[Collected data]
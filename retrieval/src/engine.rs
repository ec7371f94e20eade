//! The `Oscar` facade: contacts, messages and evidence wired together from
//! configuration.

use std::path::PathBuf;
use std::sync::Arc;

use chrono::{DateTime, Utc};
use serde::{Deserialize, Serialize};
use tracing::{info, warn};

use oscar_evidence::{
    CrmNotes, EvidenceCollector, EvidenceSource, IdentityResolver, MailArchive, MessageRecords,
    ResolvedIdentity, SourceTag,
};
use oscar_identity::{
    ContactIndex, ContactSummary, DirectorySource, IndexStats, JsonDirectory,
    discover_directory_files,
};
use oscar_messages::{MessageArchive, MessageStore};

use crate::config::OscarConfig;
use crate::error::Result;
use crate::search::{
    ContextResponse, ConversationOverview, ConversationPage, SearchEngine, SearchRequest,
    SearchResponse,
};

/// Entry point for identity resolution and message search.
///
/// Record sources are loaded once at construction. The contact index is
/// built on first use and kept until [`Oscar::invalidate_contacts`]. Every
/// query runs on tokio's blocking pool.
pub struct Oscar {
    /// Configuration.
    config: OscarConfig,

    /// Contact directories.
    index: Arc<ContactIndex>,

    /// Directory lookup plus evidence sources.
    resolver: Arc<IdentityResolver>,

    /// Message search and conversation reading.
    search: Arc<SearchEngine>,

    /// Number of messages loaded.
    message_count: usize,

    /// Number of mail messages loaded.
    mail_count: usize,
}

impl Oscar {
    /// Create a new builder.
    pub fn builder() -> OscarBuilder {
        OscarBuilder::new()
    }

    /// Validate the configuration and load every configured source.
    ///
    /// Sources that cannot be read are logged and left out. Only an invalid
    /// configuration or an unreadable directory root fails.
    pub async fn open(config: OscarConfig) -> Result<Self> {
        config.validate()?;
        tokio::task::spawn_blocking(move || Self::load(config)).await?
    }

    fn load(config: OscarConfig) -> Result<Self> {
        info!("Opening Oscar");
        let sources = &config.sources;
        let collector = config.evidence.collector_settings();

        let mut directories: Vec<Arc<dyn DirectorySource>> = Vec::new();
        if let Some(root) = &sources.directory_root {
            for path in discover_directory_files(root)? {
                directories.push(Arc::new(JsonDirectory::new(path)));
            }
        }
        for path in &sources.directory_files {
            directories.push(Arc::new(JsonDirectory::new(path.clone())));
        }

        let mut evidence: Vec<Arc<dyn EvidenceSource>> = Vec::new();

        let archive = match &sources.messages_path {
            Some(path) => MessageArchive::open(path).unwrap_or_else(|e| {
                warn!("Message history unavailable: {e}");
                MessageArchive::default()
            }),
            None => MessageArchive::default(),
        };
        let message_count = archive.len();
        let store: Arc<dyn MessageStore> = Arc::new(archive);
        if sources.messages_path.is_some() {
            evidence.push(Arc::new(
                EvidenceCollector::new(MessageRecords::new(Arc::clone(&store)))
                    .with_settings(collector),
            ));
        }

        if let Some(path) = &sources.crm_notes_path {
            match CrmNotes::open(path) {
                Ok(crm) => {
                    directories.push(Arc::new(crm.clone()));
                    evidence.push(Arc::new(EvidenceCollector::new(crm).with_settings(collector)));
                }
                Err(e) => warn!("CRM notes unavailable: {e}"),
            }
        }

        let mut mail = None;
        let mut mail_count = 0;
        if let Some(path) = &sources.mail_path {
            match MailArchive::open(path) {
                Ok(archive) => {
                    let archive =
                        Arc::new(archive.with_self_addresses(sources.self_addresses.clone()));
                    evidence.push(Arc::new(
                        EvidenceCollector::new(Arc::clone(&archive)).with_settings(collector),
                    ));
                    mail_count = archive.len();
                    mail = Some(archive);
                }
                Err(e) => warn!("Mail history unavailable: {e}"),
            }
        }

        let directory_count = directories.len();
        let index = Arc::new(ContactIndex::new(directories));
        let resolver = Arc::new(
            evidence.into_iter().fold(
                IdentityResolver::new(Arc::clone(&index))
                    .with_settings(config.evidence.resolver_settings()),
                IdentityResolver::with_source,
            ),
        );
        let mut search = SearchEngine::new(store, Arc::clone(&index))
            .with_resolver(Arc::clone(&resolver))
            .with_config(config.search.clone());
        if let Some(archive) = mail {
            search = search.with_mail(archive);
        }
        let search = Arc::new(search);

        info!(
            "Oscar ready: {} contact directories, {} evidence sources, {} messages, {} mail messages",
            directory_count,
            resolver.source_tags().len(),
            message_count,
            mail_count
        );

        Ok(Self {
            config,
            index,
            resolver,
            search,
            message_count,
            mail_count,
        })
    }

    pub fn config(&self) -> &OscarConfig {
        &self.config
    }

    /// Who does `query` refer to?
    pub async fn resolve(&self, query: &str, search_all_sources: bool) -> Result<ResolvedIdentity> {
        let query = query.to_string();
        let resolver = Arc::clone(&self.resolver);
        Ok(
            tokio::task::spawn_blocking(move || resolver.resolve(&query, search_all_sources))
                .await?,
        )
    }

    /// Full-text search over messages and mail.
    pub async fn search(&self, request: SearchRequest) -> Result<SearchResponse> {
        self.with_search(move |search| search.search(&request)).await
    }

    /// Latest conversations first.
    pub async fn list_conversations(&self, limit: Option<usize>) -> Result<Vec<ConversationOverview>> {
        self.with_search(move |search| search.list_conversations(limit))
            .await
    }

    /// A page of the newest conversation with `contact`.
    pub async fn read_conversation(
        &self,
        contact: &str,
        max_messages: Option<usize>,
        before: Option<DateTime<Utc>>,
    ) -> Result<ConversationPage> {
        let contact = contact.to_string();
        self.with_search(move |search| search.read_conversation(&contact, max_messages, before))
            .await
    }

    /// Messages with `contact`, centred on `around` when it matches.
    pub async fn get_context(
        &self,
        contact: &str,
        around: Option<&str>,
        max_messages: Option<usize>,
        days_back: Option<u32>,
    ) -> Result<ContextResponse> {
        let contact = contact.to_string();
        let around = around.map(str::to_string);
        self.with_search(move |search| {
            search.get_context(&contact, around.as_deref(), max_messages, days_back)
        })
        .await
    }

    /// Directory contacts whose names contain `query`.
    pub async fn search_contacts(&self, query: &str) -> Result<Vec<ContactSummary>> {
        let query = query.to_string();
        self.with_search(move |search| search.search_contacts(&query))
            .await
    }

    /// Drop the contact index; the next lookup re-reads every directory.
    pub fn invalidate_contacts(&self) {
        self.index.invalidate();
    }

    /// Get statistics, building the contact index if necessary.
    pub async fn stats(&self) -> Result<OscarStats> {
        let index = Arc::clone(&self.index);
        let contacts = tokio::task::spawn_blocking(move || index.stats()).await?;
        Ok(OscarStats {
            contacts,
            messages: self.message_count,
            mail_messages: self.mail_count,
            evidence_sources: self.resolver.source_tags(),
        })
    }

    async fn with_search<T, F>(&self, f: F) -> Result<T>
    where
        T: Send + 'static,
        F: FnOnce(&SearchEngine) -> T + Send + 'static,
    {
        let search = Arc::clone(&self.search);
        Ok(tokio::task::spawn_blocking(move || f(&search)).await?)
    }
}

impl std::fmt::Debug for Oscar {
    fn fmt(&self, f: &mut std::fmt::Formatter<'_>) -> std::fmt::Result {
        f.debug_struct("Oscar")
            .field("index", &self.index)
            .field("resolver", &self.resolver)
            .field("messages", &self.message_count)
            .field("mail", &self.mail_count)
            .finish()
    }
}

/// Builder for [`Oscar`].
#[derive(Debug, Default)]
pub struct OscarBuilder {
    config: OscarConfig,
}

impl OscarBuilder {
    /// Create a new builder.
    pub fn new() -> Self {
        Self::default()
    }

    /// Start from an existing configuration.
    pub fn with_config(mut self, config: OscarConfig) -> Self {
        self.config = config;
        self
    }

    /// Set the root scanned for contact directory files.
    pub fn with_directory_root(mut self, root: impl Into<PathBuf>) -> Self {
        self.config = self.config.with_directory_root(root);
        self
    }

    /// Add a single contact directory file.
    pub fn with_directory_file(mut self, path: impl Into<PathBuf>) -> Self {
        self.config = self.config.with_directory_file(path);
        self
    }

    /// Set the JSON-lines message export.
    pub fn with_messages_path(mut self, path: impl Into<PathBuf>) -> Self {
        self.config = self.config.with_messages_path(path);
        self
    }

    /// Set the CRM export.
    pub fn with_crm_notes_path(mut self, path: impl Into<PathBuf>) -> Self {
        self.config = self.config.with_crm_notes_path(path);
        self
    }

    /// Set the mail export and the user's own addresses.
    pub fn with_mail_path(mut self, path: impl Into<PathBuf>, self_addresses: Vec<String>) -> Self {
        self.config = self.config.with_mail_path(path);
        for address in self_addresses {
            self.config = self.config.with_self_address(address);
        }
        self
    }

    /// Build the facade.
    pub async fn build(self) -> Result<Oscar> {
        Oscar::open(self.config).await
    }
}

/// Statistics about a running facade.
#[derive(Debug, Clone, Serialize, Deserialize)]
pub struct OscarStats {
    /// Contact index statistics.
    pub contacts: IndexStats,

    /// Number of messages loaded.
    pub messages: usize,

    /// Number of mail messages loaded.
    #[serde(default)]
    pub mail_messages: usize,

    /// Evidence sources consulted by resolution, in order.
    pub evidence_sources: Vec<SourceTag>,
}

(REQUIRED ACTION)
The number of lines containing "crate" is all that is wanted; tally them in the data.

(TASK SOLUTION)
3